Emerging therapies in sickle cell disease (SCD) aim to restore healthy red blood cell (RBC) function, but they often yield heterogeneous cellular responses. There are no proven techniques to evaluate restored rheological functionality and heterogeneity in these RBCs. We present a biomimetic microcapillary network, high-speed imaging, and computational algorithms to analyze RBC capillary velocity profiles of the entire sample population at single-cell resolution. Using peripheral RBCs from SCD patients and healthy donors, we showed that RBC capillary transit velocity correlated with cell shape, hydrodynamic adaptability, and elongation index. Healthy RBCs exhibited a velocity distribution skewed toward higher values, whereas RBCs from individuals with SCD showed a shift toward lower velocities. SCD samples had a greater fraction of slow RBCs than healthy controls (42.1% ± 12.0% vs. 19.0% ± 4.9%, p < 0.0001). We tested mixtures of healthy and SCD RBCs to simulate heterogeneous therapeutic effects and demonstrated that the assay was sensitive to small fractions of abnormal RBCs. The slow RBC fraction emerged as a potential biomarker associated with SCD disease severity.
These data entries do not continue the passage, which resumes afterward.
use crate::render::{Frame, Renderer, text_frame_begin, text_frame_end, write_colors};
use std::io::Write;

// Dot order within a 2x4 cell, row-major: (0,0) (1,0) (0,1) (1,1) ...
const DOT_BITS: [u8; 8] = [0x01, 0x08, 0x02, 0x10, 0x04, 0x20, 0x40, 0x80];

/// 2x4 pixels per cell. Pixels brighter than the cell's mid luma become
/// dots in the mean "on" colour over the mean "off" colour.
pub struct BrailleRenderer {
    last_fg: Option<(u8, u8, u8)>,
    last_bg: Option<(u8, u8, u8)>,
}

impl BrailleRenderer {
    pub fn new() -> Self {
        Self {
            last_fg: None,
            last_bg: None,
        }
    }
}

impl Default for BrailleRenderer {
    fn default() -> Self {
        Self::new()
    }
}

#[derive(Default)]
struct ColorSum {
    r: u32,
    g: u32,
    b: u32,
    n: u32,
}

impl ColorSum {
    fn add(&mut self, (r, g, b): (u8, u8, u8)) {
        self.r += r as u32;
        self.g += g as u32;
        self.b += b as u32;
        self.n += 1;
    }

    fn mean(&self) -> Option<(u8, u8, u8)> {
        (self.n > 0).then(|| {
            (
                (self.r / self.n) as u8,
                (self.g / self.n) as u8,
                (self.b / self.n) as u8,
            )
        })
    }
}

impl Renderer for BrailleRenderer {
    fn name(&self) -> &'static str {
        "braille"
    }

    fn render(&mut self, frame: &Frame<'_>, out: &mut dyn Write) -> anyhow::Result<()> {
        let Some((cols, visual_rows)) = text_frame_begin(frame, 2, 4, out)? else {
            return Ok(());
        };
        self.last_fg = None;
        self.last_bg = None;

        let w = frame.pixel_width;
        let px = frame.pixels_rgba;
        for row in 0..visual_rows {
            for col in 0..cols {
                let mut lum = [0u16; 8];
                let mut rgb = [(0u8, 0u8, 0u8); 8];
                for dy in 0..4usize {
                    for dx in 0..2usize {
                        let i = dy * 2 + dx;
                        let idx = ((row * 4 + dy) * w + col * 2 + dx) * 4;
                        rgb[i] = (px[idx], px[idx + 1], px[idx + 2]);
                        lum[i] = luma(px[idx], px[idx + 1], px[idx + 2]);
                    }
                }

                let min_l = lum.iter().copied().min().unwrap_or(0);
                let max_l = lum.iter().copied().max().unwrap_or(0);
                let thr = (min_l + max_l) / 2;

                let mut bits = 0u8;
                let mut on = ColorSum::default();
                let mut off = ColorSum::default();
                for i in 0..8 {
                    if lum[i] > thr {
                        bits |= DOT_BITS[i];
                        on.add(rgb[i]);
                    } else {
                        off.add(rgb[i]);
                    }
                }

                let bg = off.mean().unwrap_or((0, 0, 0));
                let (fg, ch) = match on.mean() {
                    Some(fg) => (fg, char::from_u32(0x2800 + bits as u32).unwrap_or(' ')),
                    None => (bg, ' '),
                };

                write_colors(out, &mut self.last_fg, &mut self.last_bg, fg, bg)?;
                write!(out, "{ch}")?;
            }
            out.write_all(b"\r\n")?;
        }

        text_frame_end(frame, cols, visual_rows, out)
    }
}

#[inline]
fn luma(r: u8, g: u8, b: u8) -> u16 {
    // Rec.709 weights in 8.8 fixed point.
    ((r as u32 * 54 + g as u32 * 183 + b as u32 * 19) >> 8) as u16
}
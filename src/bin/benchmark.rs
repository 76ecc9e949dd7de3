use std::sync::Arc;
use std::time::Instant;

use anyhow::Result;
use audioscape::audio::{SpectrumBuffer, analyze};
use audioscape::config::{BandPolicy, Mode};
use audioscape::scheduler::{FrameTick, ManualScheduler, Scheduler, TickControl};
use audioscape::session::VisualizerSession;
use audioscape::visual::FrameSettings;

struct Args {
    frames: u64,
    w: usize,
    h: usize,
    bins: usize,
    sample_rate_hz: u32,
    particles: usize,
    policy: BandPolicy,
    ci_smoke: bool,
    max_ms: f64,
}

fn parse_args() -> Args {
    let mut args = Args {
        frames: 240,
        w: 160,
        h: 88,
        bins: 2048,
        sample_rate_hz: 48_000,
        particles: 200,
        policy: BandPolicy::Frequency,
        ci_smoke: false,
        max_ms: 16.0,
    };

    let argv = std::env::args().skip(1).collect::<Vec<_>>();
    let mut i = 0usize;
    while i < argv.len() {
        let k = argv[i].as_str();
        let v = argv.get(i + 1).map(|s| s.as_str());
        match (k, v) {
            ("--frames", Some(x)) => {
                if let Ok(n) = x.parse::<u64>() {
                    args.frames = n.max(1);
                }
                i += 2;
            }
            ("--w", Some(x)) => {
                if let Ok(n) = x.parse::<usize>() {
                    args.w = n.max(1);
                }
                i += 2;
            }
            ("--h", Some(x)) => {
                if let Ok(n) = x.parse::<usize>() {
                    args.h = n.max(1);
                }
                i += 2;
            }
            ("--bins", Some(x)) => {
                if let Ok(n) = x.parse::<usize>() {
                    args.bins = n.max(16);
                }
                i += 2;
            }
            ("--particles", Some(x)) => {
                if let Ok(n) = x.parse::<usize>() {
                    args.particles = n;
                }
                i += 2;
            }
            ("--policy", Some("index-split")) => {
                args.policy = BandPolicy::IndexSplit;
                i += 2;
            }
            ("--policy", Some("frequency")) => {
                args.policy = BandPolicy::Frequency;
                i += 2;
            }
            ("--ci-smoke", _) => {
                args.ci_smoke = true;
                i += 1;
            }
            ("--max-ms", Some(x)) => {
                if let Ok(v) = x.parse::<f64>() {
                    args.max_ms = v.max(0.1);
                }
                i += 2;
            }
            _ => {
                i += 1;
            }
        }
    }

    if args.ci_smoke {
        args.frames = args.frames.min(90);
    }
    args
}

/// A moving bass thump, a wandering mid partial and hi-hat noise bursts.
fn synth_spectrum(out: &mut [u8], sample_rate_hz: u32, step: u64, rng: &mut fastrand::Rng) {
    let n = out.len();
    let bin_hz = sample_rate_hz as f32 / 2.0 / n as f32;
    let t = step as f32 / 60.0;
    let kick = ((t * 2.0 * std::f32::consts::PI).sin() * 0.5 + 0.5).powf(3.0);
    let mid_hz = 600.0 + (t * 0.7).sin() * 400.0;
    let hat = step % 8 < 2;

    for (i, m) in out.iter_mut().enumerate() {
        let f = i as f32 * bin_hz;
        let mut v = 0.0f32;
        if (60.0..250.0).contains(&f) {
            v += 230.0 * kick;
        }
        v += 190.0 * (-((f - mid_hz) / 120.0).powi(2)).exp();
        if hat && (5000.0..9000.0).contains(&f) {
            v += 90.0 + rng.f32() * 60.0;
        }
        v += rng.f32() * 8.0;
        *m = v.clamp(0.0, 255.0) as u8;
    }
}

fn bench_analysis(args: &Args) -> f64 {
    let mut rng = fastrand::Rng::with_seed(7);
    let mut mags = vec![0u8; args.bins];
    let mut sink = 0.0f32;
    let start = Instant::now();
    for step in 0..args.frames {
        synth_spectrum(&mut mags, args.sample_rate_hz, step, &mut rng);
        sink += analyze(&mags, args.sample_rate_hz, args.policy).brightness;
    }
    let ms = start.elapsed().as_secs_f64() * 1000.0 / args.frames as f64;
    println!("analysis: {:>7.3} ms/frame (checksum {:.3})", ms, sink);
    ms
}

fn bench_mode(args: &Args, mode: Mode, trails: bool) -> Result<f64> {
    let spectrum = Arc::new(SpectrumBuffer::new(args.bins, args.sample_rate_hz));
    let mut session = VisualizerSession::new(args.policy, args.particles, Some(42));
    session.attach(Arc::clone(&spectrum));
    session.resize(args.w, args.h);

    let settings = FrameSettings {
        mode,
        sensitivity: 1.2,
        trails,
    };
    let mut rng = fastrand::Rng::with_seed(11);
    let mut mags = vec![0u8; args.bins];
    let mut lit = 0u64;
    let mut total_ms = 0.0f64;

    let mut scheduler = ManualScheduler::new(args.frames, 1.0 / 60.0);
    scheduler.run(&mut |tick: &FrameTick| {
        synth_spectrum(&mut mags, args.sample_rate_hz, tick.index, &mut rng);
        spectrum.publish(&mags);

        let start = Instant::now();
        session.frame(&settings);
        total_ms += start.elapsed().as_secs_f64() * 1000.0;

        let px = session.surface().pixels();
        if px.chunks_exact(4).any(|p| p[0] != 0 || p[1] != 0 || p[2] != 0) {
            lit += 1;
        }
        Ok(TickControl::Continue)
    })?;

    let ms = total_ms / args.frames as f64;
    println!(
        "{:<10} trails={:<5} {:>7.3} ms/frame, lit {}/{} frames",
        mode.label(),
        trails,
        ms,
        lit,
        args.frames
    );
    Ok(ms)
}

fn main() -> Result<()> {
    let args = parse_args();
    println!(
        "benchmark: {}x{} raster, {} bins @ {} Hz, {} particles, {} frames, policy {:?}",
        args.w, args.h, args.bins, args.sample_rate_hz, args.particles, args.frames, args.policy
    );

    let mut worst = bench_analysis(&args);
    for mode in [Mode::Wave, Mode::Particles, Mode::Combined] {
        for trails in [false, true] {
            worst = worst.max(bench_mode(&args, mode, trails)?);
        }
    }

    if args.ci_smoke && worst > args.max_ms {
        anyhow::bail!(
            "ci smoke failed: worst {:.3} ms/frame exceeds {:.3} ms",
            worst,
            args.max_ms
        );
    }
    Ok(())
}
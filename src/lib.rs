pub mod app;
pub mod audio;
pub mod config;
pub mod logging;
pub mod render;
pub mod scheduler;
pub mod session;
pub mod terminal;
pub mod visual;
/// Pixels along the short edge at which renderer units are used unscaled.
/// Canvas height at which reference pixels and raster pixels coincide.
pub const REFERENCE_HEIGHT: f32 = 720.0;
const MIN_PIXEL_SCALE: f32 = 0.15;

#[derive(Clone, Copy, Debug, PartialEq, Eq)]
pub enum Blend {
    /// Standard source-over compositing.
    Over,
    /// Additive, saturating at white.
    Add,
}

/// An owned RGBA8 raster handed to every renderer call.
///
/// Alpha is kept at 255; opacity is applied while compositing.
pub struct Surface {
    width: usize,
    height: usize,
    pixels: Vec<u8>,
    // Per-pixel stroke coverage, reused between strokes.
    mask: Vec<f32>,
}

impl Surface {
    pub fn new(width: usize, height: usize) -> Self {
        let mut s = Self {
            width: 0,
            height: 0,
            pixels: Vec::new(),
            mask: Vec::new(),
        };
        s.resize(width, height);
        s
    }

    /// Reallocate for a new size. Returns false when the size is unchanged.
    pub fn resize(&mut self, width: usize, height: usize) -> bool {
        if width == self.width && height == self.height && !self.pixels.is_empty() {
            return false;
        }
        self.width = width;
        self.height = height;
        self.pixels = vec![0; width.saturating_mul(height).saturating_mul(4)];
        self.mask = vec![0.0; width.saturating_mul(height)];
        self.clear();
        true
    }

    pub fn width(&self) -> usize {
        self.width
    }

    pub fn height(&self) -> usize {
        self.height
    }

    pub fn pixels(&self) -> &[u8] {
        &self.pixels
    }

    pub fn pixel(&self, x: usize, y: usize) -> [u8; 4] {
        if x >= self.width || y >= self.height {
            return [0, 0, 0, 0];
        }
        let i = (y * self.width + x) * 4;
        [
            self.pixels[i],
            self.pixels[i + 1],
            self.pixels[i + 2],
            self.pixels[i + 3],
        ]
    }

    /// Raster pixels per reference pixel.
    ///
    /// Fixed drawing constants such as stroke widths, glow radii and the wave
    /// amplitude floor are given in reference pixels of a
    /// [`REFERENCE_HEIGHT`]-tall canvas. A terminal raster is far shorter, so
    /// those constants shrink with it and keep the same proportions. Lengths
    /// derived from the surface size (wave amplitudes, baselines) are already
    /// raster pixels and are not scaled again.
    pub fn pixel_scale(&self) -> f32 {
        (self.height as f32 / REFERENCE_HEIGHT).clamp(MIN_PIXEL_SCALE, 1.0)
    }

    /// Convert a length in reference pixels to raster pixels.
    pub fn px(&self, reference: f32) -> f32 {
        reference * self.pixel_scale()
    }

    pub fn clear(&mut self) {
        for px in self.pixels.chunks_exact_mut(4) {
            px.copy_from_slice(&[0, 0, 0, 255]);
        }
    }

    /// Composite a full-surface overlay, e.g. a translucent black for trails.
    pub fn fade(&mut self, color: [u8; 3], alpha: f32) {
        let a = alpha.clamp(0.0, 1.0);
        if a <= 0.0 {
            return;
        }
        for px in self.pixels.chunks_exact_mut(4) {
            for c in 0..3 {
                px[c] = mix(px[c], color[c], a);
            }
        }
    }

    pub fn blend_px(&mut self, x: isize, y: isize, color: [u8; 3], alpha: f32, blend: Blend) {
        if x < 0 || y < 0 || x as usize >= self.width || y as usize >= self.height {
            return;
        }
        let a = alpha.clamp(0.0, 1.0);
        if a <= 0.0 {
            return;
        }
        let i = (y as usize * self.width + x as usize) * 4;
        let px = &mut self.pixels[i..i + 3];
        match blend {
            Blend::Over => {
                for c in 0..3 {
                    px[c] = mix(px[c], color[c], a);
                }
            }
            Blend::Add => {
                for c in 0..3 {
                    let v = px[c] as f32 + color[c] as f32 * a;
                    px[c] = v.min(255.0) as u8;
                }
            }
        }
    }

    /// Stroke an anti-aliased polyline with an optional soft glow.
    ///
    /// Coverage is merged per pixel (max over segments) before compositing so
    /// joints are not painted twice. `color_at` maps an x coordinate to the
    /// stroke colour, which is how horizontal gradients are expressed.
    pub fn stroke_polyline(
        &mut self,
        points: &[(f32, f32)],
        width: f32,
        glow: f32,
        alpha: f32,
        color_at: impl Fn(f32) -> [u8; 3],
        blend: Blend,
    ) {
        if points.len() < 2 || self.width == 0 || self.height == 0 {
            return;
        }
        let half = (width * 0.5).max(0.5);
        let glow = glow.max(0.0);
        let reach = half + glow + 1.0;

        self.mask.iter_mut().for_each(|m| *m = 0.0);
        let (mut min_x, mut max_x) = (self.width, 0usize);
        let (mut min_y, mut max_y) = (self.height, 0usize);

        for seg in points.windows(2) {
            let (ax, ay) = seg[0];
            let (bx, by) = seg[1];
            let Some((x0, x1, y0, y1)) =
                self.clip_box(ax.min(bx) - reach, ax.max(bx) + reach, ay.min(by) - reach, ay.max(by) + reach)
            else {
                continue;
            };
            min_x = min_x.min(x0);
            max_x = max_x.max(x1);
            min_y = min_y.min(y0);
            max_y = max_y.max(y1);

            for y in y0..=y1 {
                for x in x0..=x1 {
                    let d = dist_to_segment(x as f32 + 0.5, y as f32 + 0.5, ax, ay, bx, by);
                    let cov = coverage(d, half, glow);
                    let m = &mut self.mask[y * self.width + x];
                    if cov > *m {
                        *m = cov;
                    }
                }
            }
        }

        if min_x > max_x || min_y > max_y {
            return;
        }
        for y in min_y..=max_y {
            for x in min_x..=max_x {
                let cov = self.mask[y * self.width + x];
                if cov > 0.0 {
                    let c = color_at(x as f32);
                    self.blend_px(x as isize, y as isize, c, alpha * cov, blend);
                }
            }
        }
    }

    /// Fill a disc with an anti-aliased edge and an optional soft halo.
    pub fn fill_disc(
        &mut self,
        cx: f32,
        cy: f32,
        radius: f32,
        glow: f32,
        color: [u8; 3],
        alpha: f32,
        blend: Blend,
    ) {
        let r = radius.max(0.0);
        let glow = glow.max(0.0);
        let reach = r + glow + 1.0;
        let Some((x0, x1, y0, y1)) = self.clip_box(cx - reach, cx + reach, cy - reach, cy + reach)
        else {
            return;
        };
        for y in y0..=y1 {
            for x in x0..=x1 {
                let dx = x as f32 + 0.5 - cx;
                let dy = y as f32 + 0.5 - cy;
                let cov = coverage((dx * dx + dy * dy).sqrt(), r, glow);
                if cov > 0.0 {
                    self.blend_px(x as isize, y as isize, color, alpha * cov, blend);
                }
            }
        }
    }

    fn clip_box(&self, x0: f32, x1: f32, y0: f32, y1: f32) -> Option<(usize, usize, usize, usize)> {
        if self.width == 0 || self.height == 0 {
            return None;
        }
        let wmax = (self.width - 1) as f32;
        let hmax = (self.height - 1) as f32;
        if x1 < 0.0 || y1 < 0.0 || x0 > wmax || y0 > hmax {
            return None;
        }
        Some((
            x0.max(0.0).floor() as usize,
            x1.min(wmax).ceil() as usize,
            y0.max(0.0).floor() as usize,
            y1.min(hmax).ceil() as usize,
        ))
    }
}

/// Solid core with a one-pixel AA edge, then a quadratic halo out to `glow`.
fn coverage(d: f32, half: f32, glow: f32) -> f32 {
    let core = (half + 0.5 - d).clamp(0.0, 1.0);
    if glow <= 0.0 || d <= half {
        return core;
    }
    let t = (1.0 - (d - half) / glow).clamp(0.0, 1.0);
    core.max(t * t * 0.45)
}

fn dist_to_segment(px: f32, py: f32, ax: f32, ay: f32, bx: f32, by: f32) -> f32 {
    let (dx, dy) = (bx - ax, by - ay);
    let len2 = dx * dx + dy * dy;
    let t = if len2 > 1e-12 {
        (((px - ax) * dx + (py - ay) * dy) / len2).clamp(0.0, 1.0)
    } else {
        0.0
    };
    let (qx, qy) = (ax + t * dx - px, ay + t * dy - py);
    (qx * qx + qy * qy).sqrt()
}

#[inline]
fn mix(dst: u8, src: u8, a: f32) -> u8 {
    (dst as f32 + (src as f32 - dst as f32) * a).round().clamp(0.0, 255.0) as u8
}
This fraction significantly increased under hypoxia showing sensitivity to hypoxia-induced sickling. Finally, we assessed in vitro-derived RBCs and observed distinct velocity profiles for nucleated and enucleated cells. Processing methods to enrich enucleated RBCs improved the velocity profile, producing a distribution that was more comparable to that of peripheral RBCs. This platform's ability to assess individual RBCs and generate a velocity profile from a small number of cells makes it well suited for evaluating the rheological properties of in vitro-derived RBCs.